The second issue is planning and reporting: from the tutor’s perspective, knowing where any given student needs help to be focused is a huge challenge and inevitably leads to redundancies and wasting precious time. Measuring any meaningful impact from the lesson - whether it led to improvements, or whether outcomes from that lesson can feed back into the child’s schooling are prohibitive (and I suspect will be entirely overlooked).

The solution to mitigating these risks must fall to better deployment and implementation of education technology, both to support learning and embed knowledge, and for giving the necessary diagnostic information to support any additional tuition that takes place and measure its effect.

The key to catch-up tutoring is to use it as little as possible

My viewpoint, as the founder of an edtech company and co-founder of the Edtech Evidence Group, must appear ludicrously biased, but the truth is that I built Tassomai with the explicit intention of reducing the need for extra tuition and for making sure the tuition that does happen is efficient, targeted and effective.

For the duration of this academic year, we’ve been piloting a new approach with thousands of students. To support users of our online learning program, and to test the feasibility of a highly targeted, micro-tuition model, I’ve personally delivered over 500 one-to-one free tuition sessions this year for children around the UK.

Foremost in our approach is that students themselves do the work to learn through structured, tailored retrieval practice on our app. Not only does this expose where their gaps are, but also naturally fills in many of these knowledge gaps in a way that sticks far better than learning delivered by a tutor.

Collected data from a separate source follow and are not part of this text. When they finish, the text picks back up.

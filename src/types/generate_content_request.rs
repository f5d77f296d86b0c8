use serde::{Deserialize, Serialize};

use crate::types::{Content, GenerationConfig, SafetyPolicy};

/// The body of a `generateContent`/`streamGenerateContent` call.
///
/// Carries the full conversation on every call: the service keeps no state
/// between requests.
#[derive(Debug, Clone, PartialEq, Default, Serialize, Deserialize)]
#[serde(rename_all = "camelCase")]
pub struct GenerateContentRequest {
    /// Prior turns followed by the new user turn.
    pub contents: Vec<Content>,

    /// The persona governing every reply.
    #[serde(skip_serializing_if = "Option::is_none")]
    pub system_instruction: Option<Content>,

    /// Sampling parameters.
    #[serde(skip_serializing_if = "Option::is_none")]
    pub generation_config: Option<GenerationConfig>,

    /// Content-safety thresholds.
    #[serde(default, skip_serializing_if = "SafetyPolicy::is_empty")]
    pub safety_settings: SafetyPolicy,
}

impl GenerateContentRequest {
    /// Create a request over the given turns.
    pub fn new(contents: Vec<Content>) -> Self {
        Self {
            contents,
            ..Self::default()
        }
    }

    /// Set the system instruction from plain text.
    pub fn with_system_instruction(mut self, text: impl Into<String>) -> Self {
        self.system_instruction = Some(Content::system_instruction(text));
        self
    }

    /// Set the sampling parameters.
    pub fn with_generation_config(mut self, config: GenerationConfig) -> Self {
        self.generation_config = Some(config);
        self
    }

    /// Set the safety policy.
    pub fn with_safety_settings(mut self, policy: SafetyPolicy) -> Self {
        self.safety_settings = policy;
        self
    }
}
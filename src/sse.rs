//! Server-Sent Events (SSE) processing for streaming responses.
//!
//! `streamGenerateContent?alt=sse` answers with one event per response
//! chunk. Each event's `data:` payload is a complete
//! [`GenerateContentResponse`] or, if the service fails after the stream has
//! started, an `{"error": {...}}` object.

use bytes::Bytes;
use futures::stream::{self, Stream, StreamExt};
use serde::Deserialize;

use crate::observability::{STREAM_BYTES, STREAM_CHUNKS, STREAM_ERRORS};
use crate::types::GenerateContentResponse;
use crate::{Error, Result};

/// Error object the service embeds in a stream or an error body.
#[derive(Debug, Deserialize)]
pub(crate) struct ErrorDetail {
    pub code: Option<u16>,
    pub message: Option<String>,
    pub status: Option<String>,
}

#[derive(Deserialize)]
#[serde(untagged)]
enum EventData {
    Error { error: ErrorDetail },
    Chunk(GenerateContentResponse),
}

/// Process a stream of bytes into a stream of response chunks.
///
/// Events may be split across or packed into byte chunks arbitrarily,
/// including in the middle of a multi-byte character.
pub fn process_sse<S, E>(byte_stream: S) -> impl Stream<Item = Result<GenerateContentResponse>>
where
    S: Stream<Item = std::result::Result<Bytes, E>> + Unpin,
    E: std::error::Error + Send + Sync + 'static,
{
    let stream = byte_stream.map(|result| {
        result
            .map_err(|e| Error::streaming(format!("Error in HTTP stream: {e}"), Some(Box::new(e))))
    });

    let buffer = Vec::new();

    stream::unfold(
        (stream, buffer),
        move |(mut stream, mut buffer)| async move {
            loop {
                if let Some((event, remaining)) = extract_event(&buffer) {
                    buffer = remaining;
                    match event {
                        Some(event) => {
                            count_event(&event);
                            return Some((event, (stream, buffer)));
                        }
                        None => continue,
                    }
                }

                match stream.next().await {
                    Some(Ok(bytes)) => {
                        STREAM_BYTES.count(bytes.len() as u64);
                        buffer.extend(bytes.iter().filter(|b| **b != b'\r'));
                    }
                    Some(Err(e)) => {
                        STREAM_ERRORS.click();
                        return Some((Err(e), (stream, buffer)));
                    }
                    None => {
                        // A final event may arrive without its trailing blank line.
                        if buffer.iter().any(|b| !b.is_ascii_whitespace()) {
                            buffer.extend_from_slice(b"\n\n");
                            if let Some((Some(event), _)) = extract_event(&buffer) {
                                count_event(&event);
                                return Some((event, (stream, Vec::new())));
                            }
                        }
                        return None;
                    }
                }
            }
        },
    )
}

fn count_event(event: &Result<GenerateContentResponse>) {
    match event {
        Ok(_) => STREAM_CHUNKS.click(),
        Err(_) => STREAM_ERRORS.click(),
    }
}

/// Extract one complete event from the front of `buffer`.
///
/// Returns `None` when no complete event is buffered yet. Otherwise returns
/// the parsed event (or `None` for events without data, such as comments)
/// and the bytes that follow it.
#[allow(clippy::type_complexity)]
fn extract_event(buffer: &[u8]) -> Option<(Option<Result<GenerateContentResponse>>, Vec<u8>)> {
    let end = buffer.windows(2).position(|w| w == b"\n\n")?;
    let rest = buffer[end + 2..].to_vec();

    let event_text = match std::str::from_utf8(&buffer[..end]) {
        Ok(text) => text,
        Err(e) => {
            return Some((
                Some(Err(Error::encoding(
                    format!("Invalid UTF-8 in stream: {e}"),
                    Some(Box::new(e)),
                ))),
                rest,
            ));
        }
    };

    let data = event_text
        .lines()
        .filter_map(|line| line.strip_prefix("data:"))
        .map(|value| value.strip_prefix(' ').unwrap_or(value))
        .collect::<Vec<_>>();
    if data.is_empty() {
        return Some((None, rest));
    }

    Some((Some(parse_data(&data.join("\n"))), rest))
}

fn parse_data(data: &str) -> Result<GenerateContentResponse> {
    match serde_json::from_str::<EventData>(data) {
        Ok(EventData::Chunk(chunk)) => Ok(chunk),
        Ok(EventData::Error { error }) => Err(Error::api(
            error.code.unwrap_or(500),
            error.status,
            error
                .message
                .unwrap_or_else(|| "error reported in stream".to_string()),
        )),
        Err(e) => Err(Error::serialization(
            format!("Failed to parse event JSON: {e}"),
            Some(Box::new(e)),
        )),
    }
}

#[cfg(test)]
mod tests {
    use super::*;
    use futures::stream;
    use std::io;

    fn byte_stream(
        chunks: Vec<&'static [u8]>,
    ) -> impl Stream<Item = std::result::Result<Bytes, io::Error>> + Unpin {
        stream::iter(chunks.into_iter().map(|c| Ok(Bytes::from_static(c))))
    }

    const CHUNK: &[u8] =
        br#"data: {"candidates": [{"content": {"parts": [{"text": "Ahoy"}],"role": "model"}}]}"#;

    #[tokio::test]
    async fn parse_single_event() {
        let data = [CHUNK, b"\r\n\r\n"].concat();
        let stream = stream::once(async move { Ok::<_, io::Error>(Bytes::from(data)) });

        let events: Vec<_> = Box::pin(process_sse(Box::pin(stream))).collect().await;

        assert_eq!(events.len(), 1);
        assert_eq!(events[0].as_ref().unwrap().text().as_deref(), Some("Ahoy"));
    }

    #[tokio::test]
    async fn handle_split_event() {
        let stream = byte_stream(vec![
            b"data: {\"candidates\": [{\"content\": {\"parts\": [{\"te",
            b"xt\": \"Ahoy\"}]}}]}\n",
            b"\n",
        ]);

        let mut sse_stream = Box::pin(process_sse(stream));
        let event = sse_stream.next().await.unwrap();

        assert_eq!(event.unwrap().text().as_deref(), Some("Ahoy"));
        assert!(sse_stream.next().await.is_none());
    }

    #[tokio::test]
    async fn handle_multibyte_character_split_across_chunks() {
        // "é" is 0xC3 0xA9.
        let stream = byte_stream(vec![
            b"data: {\"candidates\": [{\"content\": {\"parts\": [{\"text\": \"caf\xC3",
            b"\xA9\"}]}}]}\n\n",
        ]);

        let mut sse_stream = Box::pin(process_sse(stream));
        let event = sse_stream.next().await.unwrap();

        assert_eq!(event.unwrap().text().as_deref(), Some("café"));
    }

    #[tokio::test]
    async fn skip_comments_and_keep_order() {
        let stream = byte_stream(vec![
            b": keep-alive\n\n",
            b"data: {\"candidates\": [{\"content\": {\"parts\": [{\"text\": \"one\"}]}}]}\n\n",
            b"data: {\"candidates\": [{\"content\": {\"parts\": [{\"text\": \"two\"}]}}]}\n\n",
        ]);

        let texts: Vec<String> = Box::pin(process_sse(stream))
            .map(|event| event.unwrap().text().unwrap())
            .collect()
            .await;

        assert_eq!(texts, vec!["one".to_string(), "two".to_string()]);
    }

    #[tokio::test]
    async fn final_event_without_blank_line() {
        let stream = byte_stream(vec![CHUNK]);

        let events: Vec<_> = Box::pin(process_sse(stream)).collect().await;

        assert_eq!(events.len(), 1);
        assert!(events[0].is_ok());
    }

    #[tokio::test]
    async fn error_object_in_stream() {
        let stream = byte_stream(vec![
            b"data: {\"error\": {\"code\": 503, \"message\": \"The model is overloaded.\", \"status\": \"UNAVAILABLE\"}}\n\n",
        ]);

        let mut sse_stream = Box::pin(process_sse(stream));
        let err = sse_stream.next().await.unwrap().unwrap_err();

        assert_eq!(err.status_code(), Some(503));
        assert!(err.to_string().contains("The model is overloaded."));
    }

    #[tokio::test]
    async fn handle_malformed_event() {
        let stream = byte_stream(vec![b"data: not json\n\n"]);

        let mut sse_stream = Box::pin(process_sse(stream));
        let event = sse_stream.next().await.unwrap();

        assert!(matches!(event, Err(Error::Serialization { .. })));
    }

    #[tokio::test]
    async fn transport_error_is_streaming_error() {
        let stream = stream::iter(vec![
            Ok(Bytes::from_static(CHUNK)),
            Err(io::Error::new(io::ErrorKind::ConnectionReset, "reset")),
        ]);

        let mut sse_stream = Box::pin(process_sse(stream));
        let event = sse_stream.next().await.unwrap();

        assert!(event.unwrap_err().is_streaming());
    }
}
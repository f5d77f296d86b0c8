//! Output rendering for the chat.
//!
//! The session and the loop never write to the terminal directly; they go
//! through [`Renderer`] so that output can be styled, redirected, or
//! captured.

use std::env;
use std::io::{self, IsTerminal, Stdout, Write};

/// ANSI escape code for dim text (used for notices).
const ANSI_DIM: &str = "\x1b[2m";

/// ANSI escape code for bold text (used for the reply label).
const ANSI_BOLD: &str = "\x1b[1m";

/// ANSI escape code to reset all styling.
const ANSI_RESET: &str = "\x1b[0m";

/// ANSI escape code for cyan text (used for the reply label).
const ANSI_CYAN: &str = "\x1b[36m";

/// ANSI escape code for red text (used for errors).
const ANSI_RED: &str = "\x1b[31m";

/// Label printed in front of every model reply.
pub const MODEL_LABEL: &str = "Gemini";

/// Trait for rendering chat output.
///
/// A reply is rendered as `start_response`, zero or more `print_text` calls
/// in arrival order, then `finish_response`.
pub trait Renderer: Send {
    /// Called once the service has accepted a turn, before any fragment.
    fn start_response(&mut self) -> io::Result<()>;

    /// Print one fragment of the reply.
    ///
    /// This is called incrementally as fragments are streamed from the API
    /// and must reach the terminal before it returns.
    fn print_text(&mut self, text: &str) -> io::Result<()>;

    /// Called instead of `print_text` when a reply carried no text at all.
    fn print_empty_reply(&mut self) -> io::Result<()>;

    /// Called when a reply is complete.
    fn finish_response(&mut self) -> io::Result<()>;

    /// Print an error message on its own line.
    fn print_error(&mut self, error: &str) -> io::Result<()>;

    /// Print an informational line.
    fn print_info(&mut self, info: &str) -> io::Result<()>;
}

/// Plain text renderer with optional ANSI styling.
pub struct PlainTextRenderer<W: Write + Send = Stdout> {
    out: W,
    use_color: bool,
    line_start: bool,
}

impl PlainTextRenderer<Stdout> {
    /// Creates a renderer on stdout, styled when stdout is a terminal and
    /// `NO_COLOR` is unset.
    pub fn new() -> Self {
        let use_color = io::stdout().is_terminal() && env::var_os("NO_COLOR").is_none();
        Self::with_color(use_color)
    }

    /// Creates a renderer on stdout with the specified color setting.
    pub fn with_color(use_color: bool) -> Self {
        Self::with_writer(io::stdout(), use_color)
    }
}

impl Default for PlainTextRenderer<Stdout> {
    fn default() -> Self {
        Self::new()
    }
}

impl<W: Write + Send> PlainTextRenderer<W> {
    /// Creates a renderer over an arbitrary writer.
    pub fn with_writer(out: W, use_color: bool) -> Self {
        Self {
            out,
            use_color,
            line_start: true,
        }
    }

    /// Returns the underlying writer.
    pub fn into_inner(self) -> W {
        self.out
    }

    fn write(&mut self, text: &str) -> io::Result<()> {
        if text.is_empty() {
            return Ok(());
        }
        self.out.write_all(text.as_bytes())?;
        self.line_start = text.ends_with('\n');
        self.out.flush()
    }

    fn styled(&self, style: &str, text: &str) -> String {
        if self.use_color {
            format!("{style}{text}{ANSI_RESET}")
        } else {
            text.to_string()
        }
    }
}

impl<W: Write + Send> Renderer for PlainTextRenderer<W> {
    fn start_response(&mut self) -> io::Result<()> {
        let label = self.styled(&format!("{ANSI_BOLD}{ANSI_CYAN}"), &format!("{MODEL_LABEL}:"));
        self.write(&format!("\n{label} "))
    }

    fn print_text(&mut self, text: &str) -> io::Result<()> {
        self.write(text)
    }

    fn print_empty_reply(&mut self) -> io::Result<()> {
        let notice = self.styled(ANSI_DIM, "[empty reply]");
        self.write(&notice)
    }

    fn finish_response(&mut self) -> io::Result<()> {
        self.write("\n\n")
    }

    fn print_error(&mut self, error: &str) -> io::Result<()> {
        if !self.line_start {
            self.write("\n")?;
        }
        let line = self.styled(ANSI_RED, &format!("🔴 {error}"));
        self.write(&format!("{line}\n"))
    }

    fn print_info(&mut self, info: &str) -> io::Result<()> {
        self.write(&format!("{info}\n"))
    }
}
//! Interactive chat with a fixed persona.
//!
//! This module provides the terminal chat built on top of the Gemini client.
//! It supports:
//!
//! - A persona chosen once at startup and sent as the system instruction
//! - Streaming replies written fragment by fragment
//! - `quit`/`exit` to leave; any failed turn ends the chat
//!
//! # Architecture
//!
//! - [`bootstrap`]: credential check, persona prompt, banner
//! - [`repl`]: the read/send/stream loop
//! - `session`: conversation state and API interaction
//! - `commands`: classification of input lines
//! - `config`: persona and fixed request configuration

pub mod bootstrap;
mod commands;
mod config;
mod input;
pub mod repl;
mod session;

pub use bootstrap::{choose_persona, connect, print_banner, print_missing_credential, start_session};
pub use commands::{UserInput, parse_input};
pub use config::{ChatConfig, DEFAULT_PERSONA, Persona, PersonaChoice, resolve_persona};
pub use input::LineSource;
pub use repl::{ChatExit, USER_PROMPT, run, run_chat};
pub use session::{ChatSession, TurnOutcome};
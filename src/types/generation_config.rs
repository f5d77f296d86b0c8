use serde::{Deserialize, Serialize};

/// Sampling parameters sent with every request.
///
/// Unset fields are omitted from the request and fall back to the model's
/// defaults on the service side.
#[derive(Debug, Clone, Copy, PartialEq, Default, Serialize, Deserialize)]
#[serde(rename_all = "camelCase")]
pub struct GenerationConfig {
    /// Sampling temperature.
    #[serde(skip_serializing_if = "Option::is_none")]
    pub temperature: Option<f32>,

    /// Nucleus sampling threshold.
    #[serde(skip_serializing_if = "Option::is_none")]
    pub top_p: Option<f32>,

    /// Only sample from the top K candidates for each token.
    #[serde(skip_serializing_if = "Option::is_none")]
    pub top_k: Option<u32>,

    /// Maximum number of tokens in a reply.
    #[serde(skip_serializing_if = "Option::is_none")]
    pub max_output_tokens: Option<u32>,
}

impl GenerationConfig {
    /// Create an empty `GenerationConfig` that defers to model defaults.
    pub fn new() -> Self {
        Self::default()
    }

    /// The configuration every chat session uses: temperature 0.8, top-p 1.0,
    /// top-k 32 and at most 4096 output tokens.
    pub fn chat_defaults() -> Self {
        Self::new()
            .with_temperature(0.8)
            .with_top_p(1.0)
            .with_top_k(32)
            .with_max_output_tokens(4096)
    }

    /// Set the sampling temperature.
    pub fn with_temperature(mut self, temperature: f32) -> Self {
        self.temperature = Some(temperature);
        self
    }

    /// Set the nucleus sampling threshold.
    pub fn with_top_p(mut self, top_p: f32) -> Self {
        self.top_p = Some(top_p);
        self
    }

    /// Set the top-k cutoff.
    pub fn with_top_k(mut self, top_k: u32) -> Self {
        self.top_k = Some(top_k);
        self
    }

    /// Set the maximum reply length in tokens.
    pub fn with_max_output_tokens(mut self, max_output_tokens: u32) -> Self {
        self.max_output_tokens = Some(max_output_tokens);
        self
    }
}
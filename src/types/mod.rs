// Public modules
pub mod content;
pub mod generate_content_request;
pub mod generate_content_response;
pub mod generation_config;
pub mod model;
pub mod safety_setting;

// Re-exports
pub use content::{Content, Part, Role};
pub use generate_content_request::GenerateContentRequest;
pub use generate_content_response::{
    Candidate, FinishReason, GenerateContentResponse, PromptFeedback, UsageMetadata,
};
pub use generation_config::GenerationConfig;
pub use model::{KnownModel, Model};
pub use safety_setting::{HarmBlockThreshold, HarmCategory, SafetyPolicy, SafetySetting};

Teachers use our data to see where students are struggling and plan their own revision teaching accordingly - again, far more efficient than expensive tuition. If, finally, students do book free tuition time with me, I’m able to see instantly where the problems lie and help them to fix those little issues. In a ten minute micro-tuition session, with the insight that Tassomai gives me through data-visualisation tools like the Tree, I can do more to help a student than I suspect I could manage in forty minutes without. However, I find myself far more frequently showing students how to use Tassomai to help themselves rather than rely on a tutor.

Help students to help themselves

This highlights a vital principle in all this that I think the government is missing. Where students may have fallen behind, what they need is rarely the application of expensive, inefficient and potentially ineffective tutoring. Instead, giving the support to help themselves not only makes a bigger difference in the short term, but makes them far more self-sufficient in the long run… and that’s how you get pupils to catch up.